▶ _Brief_:
Below are records. Find each line in them that holds the word "FilterCriteria" and copy it.

▶ _Provided entries_:

*-*-*

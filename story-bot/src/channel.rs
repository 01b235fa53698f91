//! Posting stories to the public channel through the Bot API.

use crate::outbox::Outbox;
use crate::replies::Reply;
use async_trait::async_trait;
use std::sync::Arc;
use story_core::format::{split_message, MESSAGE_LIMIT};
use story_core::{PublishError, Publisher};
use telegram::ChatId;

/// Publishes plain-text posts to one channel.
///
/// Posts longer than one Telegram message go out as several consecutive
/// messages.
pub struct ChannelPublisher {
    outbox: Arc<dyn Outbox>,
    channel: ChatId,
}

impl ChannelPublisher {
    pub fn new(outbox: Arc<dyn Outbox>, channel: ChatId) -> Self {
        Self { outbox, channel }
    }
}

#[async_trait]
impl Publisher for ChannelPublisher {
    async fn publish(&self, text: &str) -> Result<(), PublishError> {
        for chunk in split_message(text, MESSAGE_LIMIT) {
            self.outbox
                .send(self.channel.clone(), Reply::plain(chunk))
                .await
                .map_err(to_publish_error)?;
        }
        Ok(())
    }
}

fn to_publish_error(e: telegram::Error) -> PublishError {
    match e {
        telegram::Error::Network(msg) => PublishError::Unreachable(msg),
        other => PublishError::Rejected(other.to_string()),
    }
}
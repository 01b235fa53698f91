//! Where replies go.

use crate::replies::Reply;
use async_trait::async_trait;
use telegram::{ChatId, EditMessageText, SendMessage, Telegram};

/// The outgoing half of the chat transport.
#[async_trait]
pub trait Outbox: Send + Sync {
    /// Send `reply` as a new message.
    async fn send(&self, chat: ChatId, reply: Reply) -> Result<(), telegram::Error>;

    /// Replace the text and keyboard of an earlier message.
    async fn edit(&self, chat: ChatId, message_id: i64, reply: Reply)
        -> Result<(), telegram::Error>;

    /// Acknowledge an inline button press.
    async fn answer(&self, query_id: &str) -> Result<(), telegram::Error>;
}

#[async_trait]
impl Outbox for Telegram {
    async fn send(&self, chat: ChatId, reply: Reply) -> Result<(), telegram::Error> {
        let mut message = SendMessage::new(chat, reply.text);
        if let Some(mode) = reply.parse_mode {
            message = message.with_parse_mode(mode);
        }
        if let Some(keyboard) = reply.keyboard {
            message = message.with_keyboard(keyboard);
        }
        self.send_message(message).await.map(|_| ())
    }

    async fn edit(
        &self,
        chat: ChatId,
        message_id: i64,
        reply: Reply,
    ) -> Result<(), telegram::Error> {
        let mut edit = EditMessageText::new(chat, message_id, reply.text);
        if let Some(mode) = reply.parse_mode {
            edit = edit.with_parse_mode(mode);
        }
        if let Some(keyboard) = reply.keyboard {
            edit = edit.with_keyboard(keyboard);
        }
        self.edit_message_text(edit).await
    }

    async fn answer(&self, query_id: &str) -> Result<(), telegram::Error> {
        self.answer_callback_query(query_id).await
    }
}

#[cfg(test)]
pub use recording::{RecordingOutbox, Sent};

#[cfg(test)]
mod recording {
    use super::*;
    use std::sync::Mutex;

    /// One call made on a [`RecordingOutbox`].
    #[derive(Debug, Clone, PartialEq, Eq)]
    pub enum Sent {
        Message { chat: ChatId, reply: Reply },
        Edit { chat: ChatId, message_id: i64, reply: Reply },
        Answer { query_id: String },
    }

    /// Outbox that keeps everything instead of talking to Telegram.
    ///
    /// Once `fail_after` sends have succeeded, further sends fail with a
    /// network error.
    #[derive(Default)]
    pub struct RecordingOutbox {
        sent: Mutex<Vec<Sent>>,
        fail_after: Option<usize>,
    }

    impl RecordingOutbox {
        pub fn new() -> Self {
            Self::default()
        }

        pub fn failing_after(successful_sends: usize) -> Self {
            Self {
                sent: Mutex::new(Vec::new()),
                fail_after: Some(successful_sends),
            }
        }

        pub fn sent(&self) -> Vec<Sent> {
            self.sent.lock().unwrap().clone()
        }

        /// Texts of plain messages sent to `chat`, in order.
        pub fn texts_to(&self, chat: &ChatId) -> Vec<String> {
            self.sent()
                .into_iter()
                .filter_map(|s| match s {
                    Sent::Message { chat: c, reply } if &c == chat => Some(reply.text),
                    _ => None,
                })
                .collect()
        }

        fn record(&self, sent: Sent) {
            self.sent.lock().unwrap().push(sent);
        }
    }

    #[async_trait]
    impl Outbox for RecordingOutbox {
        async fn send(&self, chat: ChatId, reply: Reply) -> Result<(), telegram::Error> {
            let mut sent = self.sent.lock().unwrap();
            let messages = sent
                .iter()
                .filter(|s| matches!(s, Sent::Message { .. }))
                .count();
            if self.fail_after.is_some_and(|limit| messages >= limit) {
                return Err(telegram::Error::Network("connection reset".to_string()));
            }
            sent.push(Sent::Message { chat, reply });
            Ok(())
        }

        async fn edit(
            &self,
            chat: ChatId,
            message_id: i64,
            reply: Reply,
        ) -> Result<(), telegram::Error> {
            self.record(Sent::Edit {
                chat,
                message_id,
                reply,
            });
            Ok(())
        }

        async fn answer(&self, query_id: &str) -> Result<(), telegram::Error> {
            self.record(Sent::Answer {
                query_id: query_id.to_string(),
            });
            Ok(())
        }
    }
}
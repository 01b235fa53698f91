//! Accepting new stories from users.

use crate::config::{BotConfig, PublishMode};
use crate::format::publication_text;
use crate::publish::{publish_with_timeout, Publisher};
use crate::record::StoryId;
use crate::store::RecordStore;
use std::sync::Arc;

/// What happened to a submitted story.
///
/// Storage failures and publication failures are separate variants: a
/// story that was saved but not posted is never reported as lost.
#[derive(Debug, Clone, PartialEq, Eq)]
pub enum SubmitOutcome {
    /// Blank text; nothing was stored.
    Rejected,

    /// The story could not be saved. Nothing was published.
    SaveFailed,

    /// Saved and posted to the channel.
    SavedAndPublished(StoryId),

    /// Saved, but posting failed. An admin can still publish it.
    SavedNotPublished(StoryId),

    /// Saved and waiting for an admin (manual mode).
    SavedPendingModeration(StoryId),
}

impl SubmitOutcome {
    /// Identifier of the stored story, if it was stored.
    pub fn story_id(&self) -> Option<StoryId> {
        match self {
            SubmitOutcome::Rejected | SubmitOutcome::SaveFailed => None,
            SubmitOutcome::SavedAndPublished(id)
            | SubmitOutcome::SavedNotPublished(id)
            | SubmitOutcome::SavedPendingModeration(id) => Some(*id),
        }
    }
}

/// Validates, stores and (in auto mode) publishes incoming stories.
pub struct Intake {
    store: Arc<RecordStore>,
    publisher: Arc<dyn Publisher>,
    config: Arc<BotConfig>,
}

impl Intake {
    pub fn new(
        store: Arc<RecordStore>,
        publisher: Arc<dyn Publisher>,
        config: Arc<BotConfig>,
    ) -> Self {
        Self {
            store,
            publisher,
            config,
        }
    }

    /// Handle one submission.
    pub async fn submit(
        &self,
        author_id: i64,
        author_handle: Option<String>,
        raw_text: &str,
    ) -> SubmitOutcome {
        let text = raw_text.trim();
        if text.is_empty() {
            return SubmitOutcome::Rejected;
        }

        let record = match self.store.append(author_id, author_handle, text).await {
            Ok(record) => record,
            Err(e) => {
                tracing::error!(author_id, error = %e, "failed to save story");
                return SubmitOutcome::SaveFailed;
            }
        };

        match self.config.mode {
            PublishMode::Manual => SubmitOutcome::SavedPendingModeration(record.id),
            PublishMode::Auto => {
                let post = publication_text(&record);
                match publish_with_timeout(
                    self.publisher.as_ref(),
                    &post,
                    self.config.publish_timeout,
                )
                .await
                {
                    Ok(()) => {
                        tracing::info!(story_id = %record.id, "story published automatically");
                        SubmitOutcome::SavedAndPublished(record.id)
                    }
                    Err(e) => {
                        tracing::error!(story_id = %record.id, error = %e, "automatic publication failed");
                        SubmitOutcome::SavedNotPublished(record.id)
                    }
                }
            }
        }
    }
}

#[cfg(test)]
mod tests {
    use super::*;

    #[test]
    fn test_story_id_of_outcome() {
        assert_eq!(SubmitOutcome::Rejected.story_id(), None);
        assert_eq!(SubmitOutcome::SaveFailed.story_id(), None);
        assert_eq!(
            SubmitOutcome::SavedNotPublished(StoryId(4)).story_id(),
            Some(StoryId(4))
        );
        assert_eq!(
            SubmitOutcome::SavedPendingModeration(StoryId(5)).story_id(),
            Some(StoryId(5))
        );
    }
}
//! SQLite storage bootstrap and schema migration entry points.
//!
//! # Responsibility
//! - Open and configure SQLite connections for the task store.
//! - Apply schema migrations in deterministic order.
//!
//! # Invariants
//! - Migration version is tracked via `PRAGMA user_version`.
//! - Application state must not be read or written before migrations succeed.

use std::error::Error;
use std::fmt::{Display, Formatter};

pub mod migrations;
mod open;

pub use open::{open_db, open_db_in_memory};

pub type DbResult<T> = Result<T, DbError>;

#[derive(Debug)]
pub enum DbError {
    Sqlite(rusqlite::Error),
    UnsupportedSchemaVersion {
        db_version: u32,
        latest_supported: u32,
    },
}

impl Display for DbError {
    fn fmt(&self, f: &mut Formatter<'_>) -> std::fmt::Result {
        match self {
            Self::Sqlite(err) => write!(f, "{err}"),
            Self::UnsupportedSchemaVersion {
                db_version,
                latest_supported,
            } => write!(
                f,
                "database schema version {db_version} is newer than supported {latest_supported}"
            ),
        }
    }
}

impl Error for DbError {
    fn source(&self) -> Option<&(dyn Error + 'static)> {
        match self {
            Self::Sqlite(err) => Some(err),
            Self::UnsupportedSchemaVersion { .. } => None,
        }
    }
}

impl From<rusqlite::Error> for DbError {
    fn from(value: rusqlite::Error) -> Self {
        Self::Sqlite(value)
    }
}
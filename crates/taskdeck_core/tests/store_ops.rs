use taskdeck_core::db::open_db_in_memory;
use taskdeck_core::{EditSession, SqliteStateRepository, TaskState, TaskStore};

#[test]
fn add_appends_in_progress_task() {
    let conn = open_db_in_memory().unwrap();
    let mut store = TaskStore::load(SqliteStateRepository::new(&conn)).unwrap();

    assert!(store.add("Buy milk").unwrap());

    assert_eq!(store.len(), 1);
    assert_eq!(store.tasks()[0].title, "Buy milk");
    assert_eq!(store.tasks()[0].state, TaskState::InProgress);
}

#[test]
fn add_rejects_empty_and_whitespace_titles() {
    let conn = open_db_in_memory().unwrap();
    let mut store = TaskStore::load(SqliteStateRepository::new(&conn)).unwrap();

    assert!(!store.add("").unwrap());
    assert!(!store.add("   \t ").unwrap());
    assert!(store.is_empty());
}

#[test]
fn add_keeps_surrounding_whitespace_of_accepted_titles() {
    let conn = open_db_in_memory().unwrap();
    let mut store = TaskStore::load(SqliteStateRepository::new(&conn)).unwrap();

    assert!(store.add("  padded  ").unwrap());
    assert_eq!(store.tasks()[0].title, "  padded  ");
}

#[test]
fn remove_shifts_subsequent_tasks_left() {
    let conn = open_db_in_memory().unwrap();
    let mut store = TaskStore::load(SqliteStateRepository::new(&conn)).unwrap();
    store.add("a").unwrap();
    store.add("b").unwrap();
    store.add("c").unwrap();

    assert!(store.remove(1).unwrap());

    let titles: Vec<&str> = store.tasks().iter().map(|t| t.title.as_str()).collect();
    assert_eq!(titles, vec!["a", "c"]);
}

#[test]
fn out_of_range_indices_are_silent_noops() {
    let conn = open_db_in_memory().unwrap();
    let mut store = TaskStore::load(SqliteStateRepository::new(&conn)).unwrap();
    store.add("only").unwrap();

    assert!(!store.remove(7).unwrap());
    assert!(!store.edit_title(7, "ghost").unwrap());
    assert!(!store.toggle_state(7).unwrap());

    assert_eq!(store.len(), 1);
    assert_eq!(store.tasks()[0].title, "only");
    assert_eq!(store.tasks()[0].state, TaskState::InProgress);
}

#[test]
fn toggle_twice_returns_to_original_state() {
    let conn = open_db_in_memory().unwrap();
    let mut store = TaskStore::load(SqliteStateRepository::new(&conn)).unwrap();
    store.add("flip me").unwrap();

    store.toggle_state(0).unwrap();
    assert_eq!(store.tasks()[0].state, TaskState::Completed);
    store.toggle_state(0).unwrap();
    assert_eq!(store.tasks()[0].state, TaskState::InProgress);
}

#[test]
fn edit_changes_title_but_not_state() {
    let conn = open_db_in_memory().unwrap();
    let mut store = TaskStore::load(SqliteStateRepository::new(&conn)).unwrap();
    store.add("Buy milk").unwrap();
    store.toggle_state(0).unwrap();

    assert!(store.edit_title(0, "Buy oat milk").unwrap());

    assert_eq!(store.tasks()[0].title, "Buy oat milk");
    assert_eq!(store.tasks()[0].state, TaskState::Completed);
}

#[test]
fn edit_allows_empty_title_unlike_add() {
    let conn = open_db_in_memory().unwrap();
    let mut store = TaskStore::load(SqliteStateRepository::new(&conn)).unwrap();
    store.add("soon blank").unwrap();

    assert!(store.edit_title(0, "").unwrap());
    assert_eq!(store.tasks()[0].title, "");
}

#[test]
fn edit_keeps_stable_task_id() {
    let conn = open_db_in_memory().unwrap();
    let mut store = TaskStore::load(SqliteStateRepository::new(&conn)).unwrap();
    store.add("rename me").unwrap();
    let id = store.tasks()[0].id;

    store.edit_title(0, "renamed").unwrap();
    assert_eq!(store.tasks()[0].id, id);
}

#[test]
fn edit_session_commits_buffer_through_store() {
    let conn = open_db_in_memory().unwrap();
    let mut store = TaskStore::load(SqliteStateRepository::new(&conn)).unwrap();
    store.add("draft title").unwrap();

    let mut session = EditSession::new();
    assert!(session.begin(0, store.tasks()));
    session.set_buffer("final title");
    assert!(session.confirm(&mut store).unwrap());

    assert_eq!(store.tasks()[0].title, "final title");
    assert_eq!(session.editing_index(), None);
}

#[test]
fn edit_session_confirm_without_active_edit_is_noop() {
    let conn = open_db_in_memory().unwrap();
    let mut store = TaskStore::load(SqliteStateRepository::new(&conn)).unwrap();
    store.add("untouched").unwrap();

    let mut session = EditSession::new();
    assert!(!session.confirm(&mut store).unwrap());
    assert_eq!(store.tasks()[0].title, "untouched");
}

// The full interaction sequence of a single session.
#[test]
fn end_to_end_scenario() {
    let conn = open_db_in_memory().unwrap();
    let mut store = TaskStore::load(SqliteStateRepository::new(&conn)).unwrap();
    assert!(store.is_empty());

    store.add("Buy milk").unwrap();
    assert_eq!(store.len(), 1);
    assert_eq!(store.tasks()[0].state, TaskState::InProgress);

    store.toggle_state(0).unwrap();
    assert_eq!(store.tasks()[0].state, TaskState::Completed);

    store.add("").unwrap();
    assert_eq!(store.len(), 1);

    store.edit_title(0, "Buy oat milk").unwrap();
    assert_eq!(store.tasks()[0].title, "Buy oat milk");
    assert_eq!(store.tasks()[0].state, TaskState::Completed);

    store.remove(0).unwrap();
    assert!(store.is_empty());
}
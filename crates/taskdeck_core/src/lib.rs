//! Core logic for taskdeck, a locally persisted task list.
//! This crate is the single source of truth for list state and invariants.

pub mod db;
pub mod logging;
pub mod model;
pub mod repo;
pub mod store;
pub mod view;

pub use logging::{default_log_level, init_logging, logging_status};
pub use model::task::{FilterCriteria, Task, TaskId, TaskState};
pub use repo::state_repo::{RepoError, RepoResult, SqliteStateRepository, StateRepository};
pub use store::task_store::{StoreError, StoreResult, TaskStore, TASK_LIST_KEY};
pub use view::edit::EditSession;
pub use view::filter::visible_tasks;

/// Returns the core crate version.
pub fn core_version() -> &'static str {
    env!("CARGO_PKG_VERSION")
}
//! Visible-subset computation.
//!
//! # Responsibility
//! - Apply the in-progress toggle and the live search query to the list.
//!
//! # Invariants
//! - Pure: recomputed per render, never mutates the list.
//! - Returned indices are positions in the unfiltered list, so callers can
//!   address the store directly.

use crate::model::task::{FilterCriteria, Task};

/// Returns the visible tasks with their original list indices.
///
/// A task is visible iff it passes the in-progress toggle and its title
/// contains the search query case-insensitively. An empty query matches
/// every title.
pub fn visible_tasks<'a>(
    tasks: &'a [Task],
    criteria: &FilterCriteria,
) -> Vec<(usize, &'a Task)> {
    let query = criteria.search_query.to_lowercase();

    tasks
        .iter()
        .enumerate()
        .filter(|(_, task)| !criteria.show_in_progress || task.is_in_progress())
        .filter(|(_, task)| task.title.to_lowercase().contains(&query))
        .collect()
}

*-*-*

▶ _Result_:
pub use model::task::{FilterCriteria, Task, TaskId, TaskState};
use crate::model::task::{FilterCriteria, Task};
    criteria: &FilterCriteria,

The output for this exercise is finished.